# Exercise Sheet 7 - Semantics: WSD

## Learning Objectives

In this lab we are going to:

- Explore word sense disambiguation (WSD) with Wordnet/NLTK
- WSD using the lesk algotithm


-------
## WSD using WordNet

WSD is identifying which sense of a word (i.e. meaning) is used in a sentence, when the word has multiple meanings.

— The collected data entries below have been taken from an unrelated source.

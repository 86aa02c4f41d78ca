//! kontext-llm - LLM provider implementations for kontext.
//!
//! This crate provides the language-model clients used by the kontext
//! memory layer for entity and relation extraction.
//!
//! # Supported Providers
//!
//! - **OpenAI** (feature: `openai`) - GPT-4o family, plus embeddings
//! - **Anthropic** - Claude models (pair with an embedder override)
//! - **Gemini** - Google Gemini models, plus embeddings
//! - **Ollama** - Local models via an Ollama server
//!
//! # Example
//!
//! ```ignore
//! use kontext_core::traits::{LlmProvider, LlmProviderConfig};
//! use kontext_llm::LlmClientFactory;
//!
//! let config = LlmProviderConfig {
//!     provider: LlmProvider::OpenAI,
//!     ..Default::default()
//! };
//! let client = LlmClientFactory::create(&config, None)?;
//! ```

mod anthropic;
mod factory;
mod gemini;
mod ollama;
mod openai;

pub use anthropic::AnthropicClient;
pub use factory::LlmClientFactory;
pub use gemini::GeminiClient;
pub use ollama::OllamaClient;
pub use openai::OpenAIClient;

// Re-export core types for convenience
pub use kontext_core::traits::{
    EmbedderConfig, EmbedderProvider, LlmClient, LlmConfig, LlmProvider, LlmProviderConfig,
};
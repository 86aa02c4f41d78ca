//! Public call-surface types for add, search, and context retrieval.

use chrono::{DateTime, Utc};
use serde::{Deserialize, Serialize};

use super::graph::{Edge, Entity, Episode};
use super::scope::GroupScope;

/// Search depth mode. Currently only influences the default result limit,
/// not the retrieval algorithm.
#[derive(Debug, Clone, Copy, PartialEq, Eq, Serialize, Deserialize, Default)]
#[serde(rename_all = "lowercase")]
pub enum SearchMode {
    Fast,
    #[default]
    Balanced,
    Deep,
}

impl SearchMode {
    /// Default result limit for the mode.
    pub fn default_limit(&self) -> usize {
        match self {
            SearchMode::Fast => 10,
            SearchMode::Balanced => 20,
            SearchMode::Deep => 50,
        }
    }
}

/// Options for `search` and `get_context`.
#[derive(Debug, Clone, Default)]
pub struct SearchOptions {
    pub scope: GroupScope,
    pub mode: Option<SearchMode>,
    pub limit: Option<usize>,
    /// Accepted for forward compatibility; not yet applied as a filter.
    pub as_of: Option<DateTime<Utc>>,
}

impl SearchOptions {
    /// Search options scoped to a user.
    pub fn for_user(user_id: impl Into<String>) -> Self {
        Self {
            scope: GroupScope::user(user_id),
            ..Default::default()
        }
    }
}

/// Options for `add`.
#[derive(Debug, Clone, Default)]
pub struct AddOptions {
    pub scope: GroupScope,
    /// Caller-supplied validity timestamp; defaults to ingestion time.
    pub valid_at: Option<DateTime<Utc>>,
    /// When true, the pipeline runs detached and `add` returns immediately
    /// with zero counts plus a task handle.
    pub background: bool,
}

impl AddOptions {
    /// Add options scoped to a user.
    pub fn for_user(user_id: impl Into<String>) -> Self {
        Self {
            scope: GroupScope::user(user_id),
            ..Default::default()
        }
    }
}

/// A relation row in a `SearchResult`.
#[derive(Debug, Clone, Serialize, Deserialize)]
pub struct Relation {
    pub source: String,
    pub relation: String,
    pub target: String,
    pub fact: String,
    #[serde(skip_serializing_if = "Option::is_none")]
    pub valid_at: Option<DateTime<Utc>>,
}

/// A deduplicated entity row in a `SearchResult`.
#[derive(Debug, Clone, Serialize, Deserialize)]
pub struct EntitySummary {
    pub name: String,
    pub entity_type: String,
    pub summary: String,
}

/// An episode row. Search never surfaces episodes in this design; the list
/// in `SearchResult` is always empty.
#[derive(Debug, Clone, Serialize, Deserialize)]
pub struct EpisodeSummary {
    pub content: String,
    pub valid_at: DateTime<Utc>,
}

/// Result of a memory search.
#[derive(Debug, Clone, Default, Serialize, Deserialize)]
pub struct SearchResult {
    /// Distinct fact strings, insertion order, first occurrence wins.
    pub facts: Vec<String>,
    /// Relation rows, not deduplicated at this stage.
    pub relations: Vec<Relation>,
    /// Distinct entities keyed by display name, first occurrence wins.
    pub entities: Vec<EntitySummary>,
    /// Always empty.
    pub episodes: Vec<EpisodeSummary>,
    /// Binary relevance: 1.0 if any rows matched, else 0.0.
    pub score: f32,
}

/// Full records produced by one run of the add pipeline.
#[derive(Debug, Clone)]
pub struct AddOutcome {
    pub episode: Episode,
    pub entities: Vec<Entity>,
    pub edges: Vec<Edge>,
}
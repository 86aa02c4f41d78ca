//! Error types for kontext operations.
//!
//! The taxonomy is deliberately small: validation failures are fatal to the
//! call, extraction failures are recovered locally by the pipelines, store
//! failures propagate unless a pipeline explicitly degrades them, and
//! configuration failures are fatal at construction time.

use thiserror::Error;

/// Result type alias for kontext operations.
pub type KontextResult<T> = Result<T, KontextError>;

/// Main error type for all kontext operations.
#[derive(Error, Debug)]
pub enum KontextError {
    /// Input validation failed. Fatal to the call, raised before any store
    /// or model call is made.
    #[error("Validation error: {message}")]
    Validation { message: String },

    /// LLM call or LLM-response parsing failed. The add pipeline recovers
    /// from these by degrading to empty extraction lists.
    #[error("Extraction error: {message}")]
    Extraction {
        message: String,
        #[source]
        source: Option<Box<dyn std::error::Error + Send + Sync>>,
    },

    /// Graph store operation failed.
    #[error("Store error: {message}")]
    Store {
        message: String,
        #[source]
        source: Option<Box<dyn std::error::Error + Send + Sync>>,
    },

    /// Configuration error, fatal at client construction.
    #[error("Configuration error: {0}")]
    Config(String),

    /// Internal error (task join failures and other plumbing).
    #[error("Internal error: {0}")]
    Internal(String),
}

impl KontextError {
    /// Create a validation error.
    pub fn validation(message: impl Into<String>) -> Self {
        Self::Validation {
            message: message.into(),
        }
    }

    /// Create an extraction error.
    pub fn extraction(message: impl Into<String>) -> Self {
        Self::Extraction {
            message: message.into(),
            source: None,
        }
    }

    /// Create an extraction error with a source.
    pub fn extraction_with_source(
        message: impl Into<String>,
        source: impl std::error::Error + Send + Sync + 'static,
    ) -> Self {
        Self::Extraction {
            message: message.into(),
            source: Some(Box::new(source)),
        }
    }

    /// Create a store error.
    pub fn store(message: impl Into<String>) -> Self {
        Self::Store {
            message: message.into(),
            source: None,
        }
    }

    /// Create a store error with a source.
    pub fn store_with_source(
        message: impl Into<String>,
        source: impl std::error::Error + Send + Sync + 'static,
    ) -> Self {
        Self::Store {
            message: message.into(),
            source: Some(Box::new(source)),
        }
    }

    /// Create a configuration error.
    pub fn config(message: impl Into<String>) -> Self {
        Self::Config(message.into())
    }

    /// True when the error belongs to the locally-recoverable extraction
    /// class.
    pub fn is_extraction(&self) -> bool {
        matches!(self, Self::Extraction { .. })
    }

    /// True when the error is a validation failure.
    pub fn is_validation(&self) -> bool {
        matches!(self, Self::Validation { .. })
    }
}

#[cfg(test)]
mod tests {
    use super::*;

    #[test]
    fn test_validation_error_display() {
        let err = KontextError::validation("missing group id");
        assert!(err.is_validation());
        assert!(err.to_string().contains("missing group id"));
    }

    #[test]
    fn test_extraction_error_carries_source() {
        let inner = serde_json::from_str::<serde_json::Value>("{").unwrap_err();
        let err = KontextError::extraction_with_source("bad model output", inner);
        assert!(err.is_extraction());
        assert!(std::error::Error::source(&err).is_some());
    }

    #[test]
    fn test_store_error_display() {
        let err = KontextError::store("connection refused");
        assert!(err.to_string().starts_with("Store error"));
    }
}
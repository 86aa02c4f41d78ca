//! Graph store trait and related configuration.

use async_trait::async_trait;
use serde::{Deserialize, Serialize};
use uuid::Uuid;

use crate::error::KontextResult;
use crate::types::{Edge, EdgeRow, Entity, Episode};

/// Persistence contract consumed by the add and search pipelines.
///
/// Implementations must make `upsert_entity` atomic: two concurrent upserts
/// of the same (name, group_id) pair resolve to one row.
#[async_trait]
pub trait GraphStore: Send + Sync {
    /// Persist an episode. Episodes are write-once.
    async fn create_episode(&self, episode: &Episode) -> KontextResult<()>;

    /// Atomically fetch-or-create an entity keyed on exact case-sensitive
    /// (name, group_id). When the entity already exists, the stored row is
    /// returned unchanged; the candidate's type is ignored.
    async fn upsert_entity(&self, entity: &Entity) -> KontextResult<Entity>;

    /// Create a MENTIONS link from an episode to an entity. Idempotent.
    async fn link_episode(&self, episode_uuid: Uuid, entity_uuid: Uuid) -> KontextResult<()>;

    /// Create a new edge row. No deduplication against existing edges.
    async fn create_edge(&self, edge: &Edge) -> KontextResult<()>;

    /// Fold the edge into an existing live edge with the same
    /// (source, relation label, target) triple, appending episode provenance
    /// and refreshing the fact. Returns false when no live triple matched.
    async fn merge_edge(&self, edge: &Edge) -> KontextResult<bool>;

    /// Fetch up to `limit` non-invalidated edges for a group, newest
    /// `created_at` first.
    async fn recent_edges(&self, group_id: &str, limit: usize) -> KontextResult<Vec<EdgeRow>>;

    /// Case-insensitive substring match of `query` against source name,
    /// target name, fact text, or relation label.
    async fn search_edges(
        &self,
        query: &str,
        group_id: &str,
        limit: usize,
    ) -> KontextResult<Vec<EdgeRow>>;

    /// Detach and delete every record carrying the group key.
    async fn delete_group(&self, group_id: &str) -> KontextResult<()>;
}

/// Graph store provider type.
#[derive(Debug, Clone, Copy, PartialEq, Eq, Serialize, Deserialize, Default)]
#[serde(rename_all = "snake_case")]
pub enum GraphStoreProvider {
    /// In-process store, no external service.
    #[default]
    Embedded,
    Neo4j,
    Memgraph,
}

/// Graph store connection configuration.
#[derive(Debug, Clone, Serialize, Deserialize)]
pub struct GraphStoreConfig {
    pub provider: GraphStoreProvider,
    /// Connection URL (bolt). Ignored by the embedded store.
    pub url: String,
    #[serde(skip_serializing_if = "Option::is_none")]
    pub username: Option<String>,
    #[serde(skip_serializing_if = "Option::is_none")]
    pub password: Option<String>,
    /// Database name.
    #[serde(skip_serializing_if = "Option::is_none")]
    pub database: Option<String>,
}

impl Default for GraphStoreConfig {
    fn default() -> Self {
        Self {
            provider: GraphStoreProvider::Embedded,
            url: "bolt://localhost:7687".to_string(),
            username: None,
            password: None,
            database: None,
        }
    }
}
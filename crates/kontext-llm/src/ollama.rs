//! Ollama provider implementation for local models.

use async_trait::async_trait;
use reqwest::Client;
use serde::{Deserialize, Serialize};

use kontext_core::error::{KontextError, KontextResult};
use kontext_core::memory::parse_json_response;
use kontext_core::traits::{LlmClient, LlmConfig};
use kontext_core::types::{Message, MessageRole};

const OLLAMA_BASE_URL: &str = "http://localhost:11434";
const DEFAULT_CHAT_MODEL: &str = "llama3.2";
const DEFAULT_EMBEDDING_MODEL: &str = "nomic-embed-text";

/// Client for a local Ollama server.
pub struct OllamaClient {
    client: Client,
    config: LlmConfig,
    base_url: String,
    embedding_model: String,
}

#[derive(Debug, Serialize)]
struct OllamaChatRequest {
    model: String,
    messages: Vec<OllamaMessage>,
    stream: bool,
    #[serde(skip_serializing_if = "Option::is_none")]
    format: Option<String>,
}

#[derive(Debug, Serialize, Deserialize)]
struct OllamaMessage {
    role: String,
    content: String,
}

#[derive(Debug, Deserialize)]
struct OllamaChatResponse {
    message: OllamaMessage,
}

#[derive(Debug, Serialize)]
struct OllamaEmbedRequest {
    model: String,
    input: Vec<String>,
}

#[derive(Debug, Deserialize)]
struct OllamaEmbedResponse {
    embeddings: Vec<Vec<f32>>,
}

impl OllamaClient {
    /// Create a new Ollama client for text generation.
    pub fn new(config: LlmConfig) -> KontextResult<Self> {
        Self::with_embedding_model(config, DEFAULT_EMBEDDING_MODEL.to_string())
    }

    /// Create a client with an explicit embedding model.
    pub fn with_embedding_model(
        config: LlmConfig,
        embedding_model: String,
    ) -> KontextResult<Self> {
        let base_url = config
            .base_url
            .clone()
            .unwrap_or_else(|| OLLAMA_BASE_URL.to_string());

        let mut config = config;
        if config.model.is_empty() {
            config.model = DEFAULT_CHAT_MODEL.to_string();
        }

        let embedding_model = if embedding_model.is_empty() {
            DEFAULT_EMBEDDING_MODEL.to_string()
        } else {
            embedding_model
        };

        Ok(Self {
            client: Client::new(),
            config,
            base_url,
            embedding_model,
        })
    }

    async fn chat(&self, messages: &[Message], json_mode: bool) -> KontextResult<String> {
        let ollama_messages: Vec<OllamaMessage> = messages
            .iter()
            .map(|m| OllamaMessage {
                role: match m.role {
                    MessageRole::System => "system".to_string(),
                    MessageRole::Assistant => "assistant".to_string(),
                    MessageRole::User => "user".to_string(),
                },
                content: m.content.clone(),
            })
            .collect();

        let request = OllamaChatRequest {
            model: self.config.model.clone(),
            messages: ollama_messages,
            stream: false,
            format: json_mode.then(|| "json".to_string()),
        };

        let response = self
            .client
            .post(format!("{}/api/chat", self.base_url))
            .json(&request)
            .send()
            .await
            .map_err(|e| KontextError::extraction_with_source("Ollama API request failed", e))?;

        let status = response.status();
        let body = response
            .text()
            .await
            .map_err(|e| KontextError::extraction_with_source("Failed to read response body", e))?;

        if !status.is_success() {
            return Err(KontextError::extraction(format!(
                "Ollama API error ({}): {}",
                status, body
            )));
        }

        let response: OllamaChatResponse = serde_json::from_str(&body)
            .map_err(|e| KontextError::extraction_with_source("Failed to parse response", e))?;

        Ok(response.message.content)
    }
}

#[async_trait]
impl LlmClient for OllamaClient {
    async fn generate_text(&self, messages: &[Message]) -> KontextResult<String> {
        self.chat(messages, false).await
    }

    async fn generate_json(&self, messages: &[Message]) -> KontextResult<serde_json::Value> {
        let text = self.chat(messages, true).await?;
        parse_json_response(&text)
    }

    async fn embed(&self, text: &str) -> KontextResult<Vec<f32>> {
        let mut embeddings = self.embed_batch(&[text.to_string()]).await?;
        embeddings
            .pop()
            .ok_or_else(|| KontextError::extraction("No embedding returned"))
    }

    async fn embed_batch(&self, texts: &[String]) -> KontextResult<Vec<Vec<f32>>> {
        if texts.is_empty() {
            return Ok(Vec::new());
        }

        let request = OllamaEmbedRequest {
            model: self.embedding_model.clone(),
            input: texts.to_vec(),
        };

        let response = self
            .client
            .post(format!("{}/api/embed", self.base_url))
            .json(&request)
            .send()
            .await
            .map_err(|e| KontextError::extraction_with_source("Ollama embeddings request failed", e))?;

        let status = response.status();
        let body = response
            .text()
            .await
            .map_err(|e| KontextError::extraction_with_source("Failed to read response body", e))?;

        if !status.is_success() {
            return Err(KontextError::extraction(format!(
                "Ollama embeddings error ({}): {}",
                status, body
            )));
        }

        let response: OllamaEmbedResponse = serde_json::from_str(&body)
            .map_err(|e| KontextError::extraction_with_source("Failed to parse response", e))?;

        Ok(response.embeddings)
    }

    fn model_name(&self) -> &str {
        &self.config.model
    }
}
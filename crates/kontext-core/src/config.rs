//! Configuration system for kontext.

use serde::{Deserialize, Serialize};

use crate::error::{KontextError, KontextResult};
use crate::traits::{
    EmbedderConfig, GraphStoreConfig, GraphStoreProvider, LlmProvider, LlmProviderConfig,
};

/// Edge write policy for repeated mentions of the same relationship.
#[derive(Debug, Clone, Copy, PartialEq, Eq, Serialize, Deserialize, Default)]
#[serde(rename_all = "snake_case")]
pub enum EdgePolicy {
    /// Every extracted relation creates a fresh edge row; repeated mentions
    /// of the same fact are kept as provenance.
    #[default]
    AppendOnly,
    /// A new write folds into an existing live edge with the same
    /// (source, relation label, target) triple, appending the episode uuid.
    MergeOnDuplicateTriple,
}

/// Pipeline-level options.
#[derive(Debug, Clone, Default, Serialize, Deserialize)]
#[serde(default)]
pub struct MemoryOptions {
    pub edge_policy: EdgePolicy,
}

/// Main kontext configuration.
#[derive(Debug, Clone, Default, Serialize, Deserialize)]
#[serde(default)]
pub struct KontextConfig {
    /// Graph store connection.
    pub graph: GraphStoreConfig,
    /// LLM provider selection.
    pub llm: LlmProviderConfig,
    /// Optional embedder override. Required for text providers without a
    /// native embeddings API (Anthropic) when embeddings are used.
    #[serde(skip_serializing_if = "Option::is_none")]
    pub embedder: Option<EmbedderConfig>,
    /// Pipeline options.
    pub memory: MemoryOptions,
}

impl KontextConfig {
    /// Build configuration using the builder pattern.
    pub fn builder() -> KontextConfigBuilder {
        KontextConfigBuilder::default()
    }

    /// Load configuration from a TOML or JSON file.
    pub fn from_file(path: impl AsRef<std::path::Path>) -> KontextResult<Self> {
        let content = std::fs::read_to_string(path.as_ref())
            .map_err(|e| KontextError::config(format!("Failed to read config file: {}", e)))?;
        let ext = path.as_ref().extension().and_then(|e| e.to_str());

        match ext {
            Some("toml") => {
                toml::from_str(&content).map_err(|e| KontextError::config(e.to_string()))
            }
            Some("json") => {
                serde_json::from_str(&content).map_err(|e| KontextError::config(e.to_string()))
            }
            _ => Err(KontextError::config(
                "Unsupported config file format. Use .toml or .json",
            )),
        }
    }

    /// Load configuration from environment variables.
    pub fn from_env() -> Self {
        let mut config = Self::default();

        if let Ok(provider) = std::env::var("KONTEXT_LLM_PROVIDER") {
            config.llm.provider = match provider.to_lowercase().as_str() {
                "anthropic" => LlmProvider::Anthropic,
                "gemini" => LlmProvider::Gemini,
                "ollama" => LlmProvider::Ollama,
                _ => LlmProvider::OpenAI,
            };
        }
        if let Ok(model) = std::env::var("KONTEXT_LLM_MODEL") {
            config.llm.config.model = model;
        }

        if let Ok(url) = std::env::var("KONTEXT_GRAPH_URL") {
            config.graph.provider = GraphStoreProvider::Neo4j;
            config.graph.url = url;
        }
        if let Ok(username) = std::env::var("KONTEXT_GRAPH_USERNAME") {
            config.graph.username = Some(username);
        }
        if let Ok(password) = std::env::var("KONTEXT_GRAPH_PASSWORD") {
            config.graph.password = Some(password);
        }
        if let Ok(database) = std::env::var("KONTEXT_GRAPH_DATABASE") {
            config.graph.database = Some(database);
        }

        config
    }
}

/// Builder for `KontextConfig`.
#[derive(Default)]
pub struct KontextConfigBuilder {
    config: KontextConfig,
}

impl KontextConfigBuilder {
    /// Set the graph store configuration.
    pub fn graph(mut self, graph: GraphStoreConfig) -> Self {
        self.config.graph = graph;
        self
    }

    /// Set the LLM provider configuration.
    pub fn llm(mut self, llm: LlmProviderConfig) -> Self {
        self.config.llm = llm;
        self
    }

    /// Set the embedder override.
    pub fn embedder(mut self, embedder: EmbedderConfig) -> Self {
        self.config.embedder = Some(embedder);
        self
    }

    /// Set the edge write policy.
    pub fn edge_policy(mut self, policy: EdgePolicy) -> Self {
        self.config.memory.edge_policy = policy;
        self
    }

    /// Build the configuration.
    pub fn build(self) -> KontextConfig {
        self.config
    }
}

#[cfg(test)]
mod tests {
    use super::*;

    #[test]
    fn test_default_policy_is_append_only() {
        let config = KontextConfig::default();
        assert_eq!(config.memory.edge_policy, EdgePolicy::AppendOnly);
    }

    #[test]
    fn test_builder_sets_edge_policy() {
        let config = KontextConfig::builder()
            .edge_policy(EdgePolicy::MergeOnDuplicateTriple)
            .build();
        assert_eq!(
            config.memory.edge_policy,
            EdgePolicy::MergeOnDuplicateTriple
        );
    }

    #[test]
    fn test_config_roundtrips_through_toml() {
        let config = KontextConfig::default();
        let text = toml::to_string(&config).unwrap();
        let parsed: KontextConfig = toml::from_str(&text).unwrap();
        assert_eq!(parsed.graph.url, config.graph.url);
    }
}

Princeton WordNet (WN) is one of the most important resources for natural language processing. It is a manually created resource that has been used in many different tasks and applications across linguistics and natural language processing. WordNet’s hierarchical structure makes it a useful tool for many semantic applications and it also plays a vital role in modern deep learning based NLP systems.

In [None]:
#setting the stage, as usual with colab ;)
import nltk
nltk.download('all')

In [3]:
# importing WN
from nltk.corpus import wordnet as wn

"**Synset** is a special kind of a simple interface that is present in NLTK to look up words in WordNet. Synset instances are the groupings of synonymous words that express the same concept." 

In [4]:
# Look up a word using synsets()
wn.synsets('car')

[Synset('car.n.01'),
 Synset('car.n.02'),
 Synset('car.n.03'),
 Synset('car.n.04'),
 Synset('cable_car.n.01')]

Notice the part of speech which is represented by "n" in this example. You can also get the POS using ".pos()".

**Exercise 0** 

play around with this interface and try a word that can be both a verb and a noun. What comes to my mind is "break". Can you come up with another one and check it?

In [5]:
wn.synsets('break')

[Synset('interruption.n.02'),
 Synset('break.n.02'),
 Synset('fault.n.04'),
 Synset('rupture.n.02'),
 Synset('respite.n.02'),
 Synset('breakage.n.03'),
 Synset('pause.n.01'),
 Synset('fracture.n.01'),
 Synset('break.n.09'),
 Synset('break.n.10'),
 Synset('break.n.11'),
 Synset('break.n.12'),
 Synset('break.n.13'),
 Synset('break.n.14'),
 Synset('open_frame.n.01'),
 Synset('break.n.16'),
 Synset('interrupt.v.04'),
 Synset('break.v.02'),
 Synset('break.v.03'),
 Synset('break.v.04'),
 Synset('break.v.05'),
 Synset('transgress.v.01'),
 Synset('break.v.07'),
 Synset('break.v.08'),
 Synset('break.v.09'),
 Synset('break.v.10'),
 Synset('break_in.v.01'),
 Synset('break_in.v.06'),
 Synset('violate.v.01'),
 Synset('better.v.01'),
 Synset('unwrap.v.02'),
 Synset('break.v.16'),
 Synset('fail.v.04'),
 Synset('break.v.18'),
 Synset('break.v.19'),
 Synset('break.v.20'),
 Synset('dampen.v.07'),
 Synset('break.v.22'),
 Synset('break.v.23'),
 Synset('break.v.24'),
 Synset('break.v.25'),
 Synset('break.v

**Exercise 1**

For each entry in the "car" synsets print out the following:
- name of the synset - synset.name()
- definition of the synset
- examples of the synset

In [6]:
# your code goes here

car_syns=wn.synsets('car')

for syn in car_syns:
   print(syn.name())
   print(syn.definition())
   print(syn.examples())
   print('\n')

car.n.01
a motor vehicle with four wheels; usually propelled by an internal combustion engine
['he needs a car to get to work']


car.n.02
a wheeled vehicle adapted to the rails of railroad
['three cars had jumped the rails']


car.n.03
the compartment that is suspended from an airship and that carries personnel and the cargo and the power plant
[]


car.n.04
where passengers ride up and down
['the car was on the top floor']


cable_car.n.01
a conveyance for passengers or freight on a cable railway
['they took a cable car to the top of the mountain']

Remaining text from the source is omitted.